I opened the other door.
It wasn’t Margaret’s room. It wasn’t a bedroom at all. It was a study or something, a desk with an old computer in one corner, and a bunch of bookshelves along the walls. There was a comfy-looking sofa in the other corner, two more of Rose’s teddy bears sitting on top of it. One of them was wearing glasses perched halfway down its nose, and the other one was wearing a pink sweatshirt that said SILVER FOX. They were holding hands.
I don’t know how long I stood there before I figured it out. Before I got that those bears were supposed to be Margaret and Rose. Before I knew that I could look in every other room in the house and never find another bedroom.
“Meggie, what on earth are you still doing in the bath . . . ?” Margaret’s voice, loud at first, trailed off altogether. I could feel her looking at me, at the room, at the bears sitting together, and then back at me.
“You didn’t know.” She sounded surprised. I guess she should have been. I’d always wondered why some people in town and even at church wouldn’t talk to them, why Jess’s mother had glanced at mine and muttered, “Let’s hope not,” the time I said, “Me and Jess are going to be friends forever just like Margaret and Rose,” after we got drunk on peach schnapps we snuck during her aunt’s bachelorette party.
“No,” I said. “I didn’t.”
“Well, you do now. You want me to drive you home, or do you want to walk?” Margaret’s voice was crisp but when I looked over at her she was staring at the bears with a sad look on her fa
ce, like she’d had this conversation before. Like people looked at her after they knew and stopped seeing her.

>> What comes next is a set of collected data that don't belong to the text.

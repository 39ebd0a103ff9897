use super::*;

const EPSILON: f64 = 1e-9;

fn assert_point_eq(actual: Point, expected: Point) {
    assert!(
        (actual.x - expected.x).abs() < EPSILON && (actual.y - expected.y).abs() < EPSILON,
        "expected {expected:?}, got {actual:?}"
    );
}

// =============================================================================
// Viewport::scale
// =============================================================================

#[test]
fn scale_uses_dpr_when_positive() {
    assert!((Viewport::new(10.0, 10.0, 2.5).scale() - 2.5).abs() < EPSILON);
}

#[test]
fn scale_falls_back_to_one_for_zero_nan_and_negative() {
    for dpr in [0.0, -2.0, f64::NAN, f64::INFINITY] {
        assert!((Viewport::new(10.0, 10.0, dpr).scale() - 1.0).abs() < EPSILON, "dpr {dpr}");
    }
}

// =============================================================================
// Viewport::backing_size
// =============================================================================

#[test]
fn backing_size_multiplies_css_size_by_dpr() {
    assert_eq!(Viewport::new(200.0, 100.0, 2.0).backing_size(), (400, 200));
}

#[test]
fn backing_size_rounds_fractional_pixels() {
    assert_eq!(Viewport::new(100.5, 33.3, 1.5).backing_size(), (151, 50));
}

#[test]
fn backing_size_of_empty_box_is_zero() {
    assert_eq!(Viewport::default().backing_size(), (0, 0));
    assert_eq!(Viewport::new(-5.0, 10.0, 1.0).backing_size(), (0, 10));
}

// =============================================================================
// Coordinate conversions
// =============================================================================

#[test]
fn client_to_local_subtracts_origin() {
    let vp = Viewport::new(200.0, 100.0, 1.0).with_origin(30.0, 40.0);
    assert_point_eq(vp.client_to_local(Point::new(40.0, 50.0)), Point::new(10.0, 10.0));
}

#[test]
fn normalize_divides_by_css_size() {
    let vp = Viewport::new(200.0, 100.0, 3.0);
    assert_point_eq(vp.normalize(Point::new(10.0, 10.0)), Point::new(0.05, 0.1));
    assert_point_eq(vp.normalize(Point::new(110.0, 10.0)), Point::new(0.55, 0.1));
}

#[test]
fn normalize_ignores_dpr() {
    let a = Viewport::new(200.0, 100.0, 1.0).normalize(Point::new(50.0, 25.0));
    let b = Viewport::new(200.0, 100.0, 2.0).normalize(Point::new(50.0, 25.0));
    assert_point_eq(a, b);
}

#[test]
fn normalize_on_empty_box_maps_to_origin() {
    let p = Viewport::default().normalize(Point::new(10.0, 10.0));
    assert_point_eq(p, Point::new(0.0, 0.0));
    assert!(p.is_finite());
}

#[test]
fn denormalize_against_a_different_box_scales_proportionally() {
    let drawn_on = Viewport::new(200.0, 100.0, 1.0);
    let replayed_on = Viewport::new(400.0, 300.0, 2.0);
    let n = drawn_on.normalize(Point::new(10.0, 10.0));
    assert_point_eq(replayed_on.denormalize(n), Point::new(20.0, 30.0));
}

#[test]
fn point_is_finite_rejects_nan_and_infinity() {
    assert!(Point::new(0.0, 1.0).is_finite());
    assert!(!Point::new(f64::NAN, 1.0).is_finite());
    assert!(!Point::new(0.0, f64::NEG_INFINITY).is_finite());
}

“Can I have my sandwich first?”
She glanced at me. She didn’t smile. She frowned, then squinted at me, and after a long while she nodded.
So I ate my sandwich, and then she drove me home. “Tell your parents you were at my house,” she said when I got out of the car. “I don’t want them hearing from someone else.”
“They won’t care.”
“Tell them anyway,” Margaret said.
Twelve
“It’s a nice surprise to see you here and not up in your room,” Mom said as she came into the living room. I was sitting on the sofa watching a bunch of news guys yell at each other about taxes. It was just like a talk show except everyone was wearing ties. “Want a snack?”
“Nah. I’m still kind of full from lunch.”
“What did you have?” She sat down next to me.
“Ham. Margaret made it. Well, not the ham. The sandwiches.”
“Margaret? From church?”
“Yep.”
“You . . . you ate lunch with her? At her house?”
I nodded.
“Well. That’s . . . did you have a nice time?”
“Sure. Have you ever been to her house?” I already knew the answer. One of the guys on TV was yelling so loud his face was bright red.
“No,” Mom said, and her voice had gone high and sort of strangled sounding. “Is it nice?”
“Small. One bathroom. One bedroom.”
She got off the sofa. “I didn’t see your car in the driveway. Did it break down?”
“No, it’s at school.”
“I’ll call your father and have him go look at it,” she said, and went into the kitchen. I could have heard what she said to Dad if I’d turned the television down, but I could already guess what it was.
Dad came home about ten minutes later. He stopped in the kitchen, saying something to Mom I didn’t try to listen to, and then came into the living room. “What happened to the car?”